Radiosynthesis and in vivo evaluation of a F-18-labeled pancreatic islet amyloid inhibitor

摘要

Formation of islet amyloid deposits contributes to the progressive loss of beta-cells in Type 2 diabetes. Islet amyloid is composed of islet amyloid polypeptide (IAPP). [(N-Me)G24, (N-Me)I26]hIAPP(22-27) peptide was found to bind human IAPP with high-affinity and inhibit fibrillogenesis. We labeled [(N-Me)G24, (N-Me)I26] hIAPP(22-27) with fluorine-18 using N-succinimidyl-4-[18F] fluorobenzoate.
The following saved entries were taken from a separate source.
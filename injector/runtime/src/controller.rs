use crate::{
    k8s::{self, watcher, Action, ConfigMap, Ingress, ResourceExt},
    reconcile::{self, KubeReport, KubeStore, Reconciler, ResourceId},
    references::referencing,
};
use futures::prelude::*;
use kube::runtime::Controller;
use std::sync::Arc;
use tokio::time::Duration;
use tracing::{debug, info, info_span, Instrument};

pub(crate) struct Context {
    pub(crate) reconciler: Reconciler<KubeStore, KubeReport>,
    pub(crate) error_requeue: Duration,
}

/// Runs the Ingress controller until the shutdown signal fires.
pub(crate) async fn run(
    client: k8s::Client,
    namespace: Option<String>,
    ctx: Arc<Context>,
    drain: drain::Watch,
) {
    let (ingresses, config_maps) = match namespace.as_deref() {
        Some(ns) => (
            k8s::Api::<Ingress>::namespaced(client.clone(), ns),
            k8s::Api::<ConfigMap>::namespaced(client, ns),
        ),
        None => (
            k8s::Api::<Ingress>::all(client.clone()),
            k8s::Api::<ConfigMap>::all(client),
        ),
    };

    let controller = Controller::new(ingresses, watcher::Config::default());
    let index = controller.store();

    let (close_tx, close_rx) = tokio::sync::oneshot::channel::<()>();
    let ctrl = controller
        .watches(config_maps, watcher::Config::default(), move |cm| {
            let ingresses = index.state();
            referencing(ingresses.iter().map(|i| &**i), &cm)
        })
        .graceful_shutdown_on(close_rx.map(|_| ()))
        .run(reconcile, error_policy, ctx)
        .for_each(|res| async move {
            match res {
                Ok((obj, _)) => debug!(namespace = ?obj.namespace, name = %obj.name, "Reconciled"),
                Err(error) => debug!(%error, "Reconcile failed"),
            }
        });
    tokio::pin!(ctrl);

    info!("Ingress controller running");
    tokio::select! {
        _ = (&mut ctrl) => {}
        handle = drain.signaled() => {
            let _ = close_tx.send(());
            handle.release_after(ctrl).await;
        }
    }
}

async fn reconcile(ingress: Arc<Ingress>, ctx: Arc<Context>) -> reconcile::Result<Action> {
    let id = ResourceId::from_ingress(&ingress).ok_or(reconcile::Error::MissingNamespace)?;
    let span = info_span!("reconcile", namespace = %id.namespace, name = %id.name);
    ctx.reconciler.reconcile(&id).instrument(span).await?;
    Ok(Action::await_change())
}

fn error_policy(ingress: Arc<Ingress>, error: &reconcile::Error, ctx: Arc<Context>) -> Action {
    tracing::error!(
        namespace = ?ingress.namespace(),
        name = %ingress.name_any(),
        %error,
        "Failed to reconcile Ingress"
    );
    ctx.reconciler.metrics().error(error);
    retry(error, ctx.error_requeue)
}

fn retry(error: &reconcile::Error, requeue: Duration) -> Action {
    match error {
        // Only a new version of the object can carry a namespace.
        reconcile::Error::MissingNamespace => Action::await_change(),
        _ => Action::requeue(requeue),
    }
}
Results from biodistribution studies in healthy CF-1 mice at 1 h p.i. indicated that 18F-peptide was cleared efficiently (0.04±0.02%ID/g remained in blood). The primary route of clearance from the body appears to be hepatobiliary. Radioactivity accumulation in liver, intestine, and kidney was 6.7±2.9, 60.3±18.5, and 0.2±0.0%ID, respectively. Other organs accumulated negligible radioactivity. As normal mice do not develop pancreatic amyloid deposits, only background radioactivity was seen in pancreas. The radio-HPLC analysis of mouse urine at 2 h p.i. showed that ～29.3% of injected 18F-peptide excreted intact along with two additional metabolite peaks. Dynamic microPET/CT imaging of a CF-1 mouse injected with 18F-peptide indicated that radiotracer was rapidly taken up by liver and most of it moved into intestine within 10 min. The results provide a useful insight into the biological disposition of [(N-Me)G24, (N-Me)I26]hIAPP(22-27) that is being developed as a pancreatic amyloid inhibitor.